# Official Online Tournament Targets- please pin!



## theolithic71 (Jan 2, 2012)

I've been looking for the pdf file of the official target and can't find it. I have followed a few links on the site, but they are broken. Could someone please repost the link to the files? I think MJ is the usual organizer? I might suggest that the rules and files be posted and pinned in the competitions forum. That would help this noob!


----------



## M.J (Nov 1, 2010)

I'm not in charge this time, man








I am doing my best to help behind the scenes, though and good things are in store.
Stay tuned!


----------



## Carbon (Nov 18, 2012)

These ones?

http://slingshotforum.com/files/file/41-slingshotforumcom-online-tournament-target-us-letter/

http://slingshotforum.com/files/file/42-slingshotforumcom-online-tournament-target-a4/


----------



## theolithic71 (Jan 2, 2012)

Yup, that's it. For some reason, I cannot access these when on the mobile version.
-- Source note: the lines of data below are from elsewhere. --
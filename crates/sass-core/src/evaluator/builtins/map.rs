//! `sass:map` — operations over [`SassMap`] (§4.4).

use std::collections::HashMap;

use crate::error::{SassError, SassResult, Span};
use crate::value::{ListSeparator, SassMap, Value};

use super::ArgReader;

pub(super) fn call(name: &str, positional: Vec<Value>, named: HashMap<String, Value>, span: &Span) -> Option<SassResult<Value>> {
    let mut args = ArgReader::new(positional, named);
    let result = match name {
        "get" | "map-get" => get(&mut args, span),
        "set" | "map-set" => set(&mut args, span),
        "merge" | "map-merge" => merge(&mut args, span),
        "keys" | "map-keys" => keys(&mut args, span),
        "values" | "map-values" => values(&mut args, span),
        "has-key" | "map-has-key" => has_key(&mut args, span),
        "remove" | "map-remove" => remove(&mut args, span),
        _ => return None,
    };
    Some(result)
}

fn expect_map<'a>(value: &'a Value, span: &Span) -> SassResult<&'a SassMap> {
    match value {
        Value::Map(m) => Ok(m),
        other => Err(SassError::runtime(format!("{other} is not a map."), span.clone())),
    }
}

/// `map.get($map, $key, $keys...)`: walks nested maps through any
/// additional keys, returning `null` as soon as a key is missing.
fn get(args: &mut ArgReader, span: &Span) -> SassResult<Value> {
    let map = args.required("map", span)?;
    let key = args.required("key", span)?;
    let rest = args.rest();
    let mut current = expect_map(&map, span)?.get(&key).cloned();
    for key in rest {
        current = match current {
            Some(Value::Map(m)) => m.get(&key).cloned(),
            _ => None,
        };
    }
    Ok(current.unwrap_or(Value::Null))
}

fn set(args: &mut ArgReader, span: &Span) -> SassResult<Value> {
    let map = args.required("map", span)?;
    let key = args.required("key", span)?;
    let value = args.required("value", span)?;
    let mut map = expect_map(&map, span)?.clone();
    map.insert(key, value);
    Ok(Value::map(map))
}

fn merge(args: &mut ArgReader, span: &Span) -> SassResult<Value> {
    let a = args.required("map1", span)?;
    let b = args.required("map2", span)?;
    let merged = expect_map(&a, span)?.merge(expect_map(&b, span)?);
    Ok(Value::map(merged))
}

fn keys(args: &mut ArgReader, span: &Span) -> SassResult<Value> {
    let map = args.required("map", span)?;
    let keys: Vec<Value> = expect_map(&map, span)?.entries().iter().map(|(k, _)| k.clone()).collect();
    Ok(Value::list(keys, ListSeparator::Comma, false))
}

fn values(args: &mut ArgReader, span: &Span) -> SassResult<Value> {
    let map = args.required("map", span)?;
    let values: Vec<Value> = expect_map(&map, span)?.entries().iter().map(|(_, v)| v.clone()).collect();
    Ok(Value::list(values, ListSeparator::Comma, false))
}

fn has_key(args: &mut ArgReader, span: &Span) -> SassResult<Value> {
    let map = args.required("map", span)?;
    let key = args.required("key", span)?;
    Ok(Value::Boolean(expect_map(&map, span)?.has_key(&key)))
}

fn remove(args: &mut ArgReader, span: &Span) -> SassResult<Value> {
    let map = args.required("map", span)?;
    let mut keys = vec![args.required("key", span)?];
    keys.extend(args.rest());
    let mut map = expect_map(&map, span)?.clone();
    for key in &keys {
        map = map.remove(key);
    }
    Ok(Value::map(map))
}

#[cfg(test)]
mod tests {
    use super::*;
    use crate::value::SassNumber;

    fn span() -> Span {
        use crate::error::SourceFile;
        use std::sync::Arc;
        let source = Arc::new(SourceFile::new(url::Url::parse("file:///t.scss").unwrap(), ""));
        Span::new(source, 0, 0)
    }

    fn sample_map() -> Value {
        let mut m = SassMap::new();
        m.insert(Value::quoted_string("a"), Value::Number(SassNumber::new(1.0)));
        Value::map(m)
    }

    #[test]
    fn get_returns_null_for_missing_key() {
        let result = call("get", vec![sample_map(), Value::quoted_string("missing")], HashMap::new(), &span())
            .unwrap()
            .unwrap();
        assert_eq!(result, Value::Null);
    }

    #[test]
    fn has_key_reports_presence() {
        let result = call("has-key", vec![sample_map(), Value::quoted_string("a")], HashMap::new(), &span())
            .unwrap()
            .unwrap();
        assert_eq!(result, Value::Boolean(true));
    }
}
Thanks much!!


----------



## lightgeoduck (Apr 3, 2011)

Yes, don't worry slingshot lovers!

We have something in the works to satisfy the competitive at heart..

LGD


----------



## rapidray (Dec 15, 2012)

I'm dancing! Can not wait!


----------



## masonjarbeading (Dec 5, 2012)

What are the distances for these targets? My husband Steve would like to know....5,10,20 meters? or does it vary from competition to competition?

thanks

Sara


----------